StatsModels is a Python library that specializes in statistical and time-series analyses.

StatsModels and Scikit-Learn communities have co-existed since early 2010s. Yet, there is virtually no co-operation between the two, even though the potential for synergy is high.

In essence, StatsModels provides low-level tools for formulating and testing statistical hypotheses, whereas Scikit-Learn provides a high-level framework for organizing those tools into coherent and transparent workflows.

StatsModels’ linear models and Scikit-Learn’s linear models are compatible in their fit and predict behaviour, but address different application scenarios:

StatsModels | Scikit-Learn | |
---|---|---|

Audience | expert | non-expert |

Methodology | analytical, statistics | brute-force ML |

Objective | configurability | scalability and speed |

Inspectability | “white box” | “black box” |

Feedback | yes | no |

The biggest differentiator is model introspection capabilities.

StatsModels’ linear models are metadata rich and lend themselves to scrutinization. In contrast, Scikit-Learn’s linear models can only be judged after their live predictive performance. For example, all model selection and evaluation takes place under the assumption that the quality of model configurations is directly proportional to the quality of its predictions. There is no consideration of other aspects such as conformity or complexity.

## StatsModels workflow

A sample Scikit-Learn linear regression workflow:

```
from sklearn.linear_model import LinearRegression
lr_params = {...}
estimator = LinearRegression(**lr_params)
estimator.fit(X = X, y = y)
# Basic details
print(estimator.coef_)
print(estimator.intercept_)
yt = estimator.predict(X = X)
```

The same, after porting from Scikit-Learn to StatsModels:

```
from statsmodels.api import OLS
lr_params = {...}
model = OLS(endog = y, exog = X)
results = model.fit(**lr_params)
# Basic details
print(results.params)
# Advanced details
print(results.summary())
results.remove_data()
yt = results.predict(exog = X)
```

A modeling task can be split into **task specification** and **task outcome** parts.

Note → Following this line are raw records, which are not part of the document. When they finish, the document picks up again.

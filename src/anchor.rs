use std::path::Path;

use crate::config::{DetectorConfig, DetectorKind};
use crate::detection::Detection;
use crate::error::Error;
use crate::sequence::SeqInfo;
use crate::track::LabeledBox;

/// Decides per frame whether feedback should be requested
pub trait AnchorDetector {
    fn initialize(&mut self, seq_info: &SeqInfo);

    /// Called exactly once per frame, in order
    fn detect(&mut self, img_path: &Path, dets: &[Detection], results: &[Vec<LabeledBox>]) -> bool;
}

/// Fires every `duration` frames regardless of content
#[derive(Debug, Clone)]
pub struct FixedDetector {
    duration: u32,
    frame_count: u32,
}

impl FixedDetector {
    pub fn new(duration: u32) -> Result<Self, Error> {
        if duration == 0 {
            return Err(Error::Config("fixed detector duration must be positive".into()));
        }

        Ok(Self {
            duration,
            frame_count: 0,
        })
    }

    #[inline]
    pub fn duration(&self) -> u32 {
        self.duration
    }
}

impl AnchorDetector for FixedDetector {
    fn initialize(&mut self, _seq_info: &SeqInfo) {
        self.frame_count = 0;
    }

    fn detect(&mut self, _img_path: &Path, _dets: &[Detection], _results: &[Vec<LabeledBox>]) -> bool {
        self.frame_count += 1;
        self.frame_count % self.duration == 0
    }
}

pub fn build_detector(config: &DetectorConfig) -> Result<Box<dyn AnchorDetector>, Error> {
    match config.kind {
        DetectorKind::Fixed => Ok(Box::new(FixedDetector::new(config.duration)?)),
    }
}
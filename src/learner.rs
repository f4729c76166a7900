//! Exponentially weighted average forecaster for delayed feedback.
//!
//! The delay is not known up front, so it is estimated with a doubling
//! trick: the estimate doubles whenever the accrued real delay passes it.
//! The learning rate grows with the estimate, `sqrt(D * ln n)`.

use ndarray::{Array1, ArrayView1};

use crate::math::{minmax, normalize_log};

#[derive(Debug, Clone)]
pub struct WaaDelayed {
    w: Array1<f64>,
    est_delay: u64,
    real_delay: u64,
}

impl Default for WaaDelayed {
    fn default() -> Self {
        Self::new(1)
    }
}

impl WaaDelayed {
    pub fn new(n: usize) -> Self {
        let mut learner = Self {
            w: Array1::zeros(0),
            est_delay: 1,
            real_delay: 0,
        };
        learner.initialize(n);
        learner
    }

    /// Uniform weights over `n` experts, delay state back to its start
    pub fn initialize(&mut self, n: usize) {
        assert!(n > 0, "learner needs at least one expert");

        self.w = Array1::from_elem(n, 1.0 / n as f64);
        self.est_delay = 1;
        self.real_delay = 0;
    }

    #[inline]
    pub fn weights(&self) -> ArrayView1<'_, f64> {
        self.w.view()
    }

    #[inline]
    pub fn len(&self) -> usize {
        self.w.len()
    }

    #[inline]
    pub fn is_empty(&self) -> bool {
        self.w.is_empty()
    }

    #[inline]
    pub fn est_delay(&self) -> u64 {
        self.est_delay
    }

    #[inline]
    pub fn real_delay(&self) -> u64 {
        self.real_delay
    }

    /// Applies per-expert `losses` accrued over `dt` frames.
    ///
    /// # Panics
    ///
    /// If `losses` does not have one entry per expert, or any loss is NaN or
    /// infinite.
    pub fn update(&mut self, losses: ArrayView1<'_, f64>, dt: u64, norm: bool) {
        assert_eq!(
            losses.len(),
            self.w.len(),
            "gradient losses must have one entry per expert"
        );
        assert!(
            losses.iter().all(|l| l.is_finite()),
            "gradient losses must be finite"
        );

        let losses = if norm {
            minmax(losses) * dt as f64
        } else {
            losses.mapv(|l| l * dt as f64)
        };

        for i in 1..=dt {
            self.real_delay += i;
            while self.est_delay < self.real_delay {
                self.est_delay *= 2;
            }
        }

        let lr = (self.est_delay as f64 * (self.w.len() as f64).ln()).sqrt();

        let temp = self.w.mapv(|w| (w + f64::MIN_POSITIVE).ln()) - losses * lr;
        self.w = normalize_log(temp.view());

        tracing::debug!(
            dt,
            lr,
            est_delay = self.est_delay,
            real_delay = self.real_delay,
            "learner updated"
        );
    }
}

#[cfg(test)]
mod tests {
    use super::*;
    use approx::{assert_abs_diff_eq, assert_relative_eq};
    use ndarray::array;
    use proptest::prelude::*;

    #[test]
    fn test_initialize_uniform() {
        let learner = WaaDelayed::new(4);

        assert_eq!(learner.weights(), array![0.25, 0.25, 0.25, 0.25]);
        assert_eq!(learner.est_delay(), 1);
        assert_eq!(learner.real_delay(), 0);
    }

    #[test]
    fn test_zero_loss_expert_wins() {
        let mut learner = WaaDelayed::new(3);
        let losses = array![1.0, 0.0, 1.0];

        for _ in 0..5 {
            learner.update(losses.view(), 1, false);
        }

        let w = learner.weights();
        assert!(w[1] > w[0]);
        assert!(w[1] > w[2]);
        assert_relative_eq!(w.sum(), 1.0, epsilon = 1e-9);
    }

    #[test]
    fn test_zero_dt_keeps_weights() {
        let mut learner = WaaDelayed::new(3);
        learner.update(array![0.2, 0.9, 0.4].view(), 3, true);
        let before = learner.weights().to_owned();
        let delay = (learner.est_delay(), learner.real_delay());

        learner.update(array![5.0, 0.0, 1.0].view(), 0, false);

        assert_eq!((learner.est_delay(), learner.real_delay()), delay);
        for (a, b) in before.iter().zip(learner.weights().iter()) {
            assert_abs_diff_eq!(a, b, epsilon = 1e-12);
        }
    }

    #[test]
    fn test_delay_accrual_sums_indices() {
        let mut learner = WaaDelayed::new(2);
        learner.update(array![0.0, 0.0].view(), 4, false);

        // 1 + 2 + 3 + 4
        assert_eq!(learner.real_delay(), 10);
        assert_eq!(learner.est_delay(), 16);
    }

    #[test]
    fn test_single_expert_stays_certain() {
        let mut learner = WaaDelayed::new(1);
        learner.update(array![3.0].view(), 5, false);

        assert_relative_eq!(learner.weights()[0], 1.0);
    }

    #[test]
    fn test_degenerate_weight_does_not_produce_nan() {
        let mut learner = WaaDelayed::new(2);
        for _ in 0..50 {
            learner.update(array![0.0, 1.0e6].view(), 30, false);
        }

        assert!(learner.weights().iter().all(|w| w.is_finite() && *w >= 0.0));
        assert_relative_eq!(learner.weights().sum(), 1.0, epsilon = 1e-9);
    }

    #[test]
    fn test_overflowing_losses_fall_back_to_uniform() {
        let mut learner = WaaDelayed::new(3);
        learner.update(array![f64::MAX, f64::MAX, f64::MAX].view(), 8, false);

        let w = learner.weights();
        assert!(w.iter().all(|v| v.is_finite()));
        assert_relative_eq!(w.sum(), 1.0, epsilon = 1e-9);
        assert_relative_eq!(w[0], w[2]);
    }

    #[test]
    #[should_panic(expected = "must be finite")]
    fn test_infinite_losses_panic() {
        let mut learner = WaaDelayed::new(3);
        learner.update(array![f64::INFINITY, f64::INFINITY, f64::INFINITY].view(), 1, false);
    }

    #[test]
    #[should_panic(expected = "must be finite")]
    fn test_nan_loss_panics() {
        let mut learner = WaaDelayed::new(2);
        learner.update(array![f64::NAN, 0.0].view(), 1, false);
    }

    #[test]
    #[should_panic(expected = "one entry per expert")]
    fn test_wrong_loss_length_panics() {
        let mut learner = WaaDelayed::new(3);
        learner.update(array![1.0, 0.0].view(), 1, false);
    }

    proptest! {
        #[test]
        fn prop_weights_stay_on_simplex(
            n in 1usize..6,
            steps in proptest::collection::vec(
                (proptest::collection::vec(0.0f64..10.0, 6), 0u64..40, any::<bool>()),
                1..20,
            ),
        ) {
            let mut learner = WaaDelayed::new(n);
            let mut last_est = learner.est_delay();

            for (losses, dt, norm) in steps {
                let losses = Array1::from(losses[..n].to_vec());
                learner.update(losses.view(), dt, norm);

                let w = learner.weights();
                prop_assert!(w.iter().all(|x| *x >= 0.0 && x.is_finite()));
                prop_assert!((w.sum() - 1.0).abs() < 1e-9);
                prop_assert!(learner.est_delay() >= last_est);
                prop_assert!(learner.est_delay() >= learner.real_delay());
                last_est = learner.est_delay();
            }
        }
    }
}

Scikit-Learn keeps these two parts together in a singular estimator object.
Calling the `fit(X, y)`

method with the training dataset updates the object from the initial state to the fitted state, and enables the use of `predict(X)`

and `score(X, y_expected)`

methods.
The fitted state is very lean, and does not include any trace of the training dataset.

In contrast, StatsModels keeps these two parts separate between `statsmodels.base.model.Model`

and `statsmodels.base.model.Results`

objects, respectively.

The `Model`

object is instantiated directly. It holds the base configuration and the training dataset.
According to StatsModels conventions, the label data (aka dependent variable aka response) is passed as the `endog`

argument, and the feature data (aka independent variables aka observations) is passed as the `exog`

argument.

A model class can declare one or more fit methods:

`fit(method, ...)`

- Full fit.`fit_regularized(method, ...)`

- Regularized fit.`fit_constrained(constraints, ...)`

- Constrained fit.

Each fit method is backed by one or more modeling algorithms. When calling a fit method, then it will be necessary to pass a rather long and detailed supplementary configuration there (on top of the base configuration) in order to achieve the best performance.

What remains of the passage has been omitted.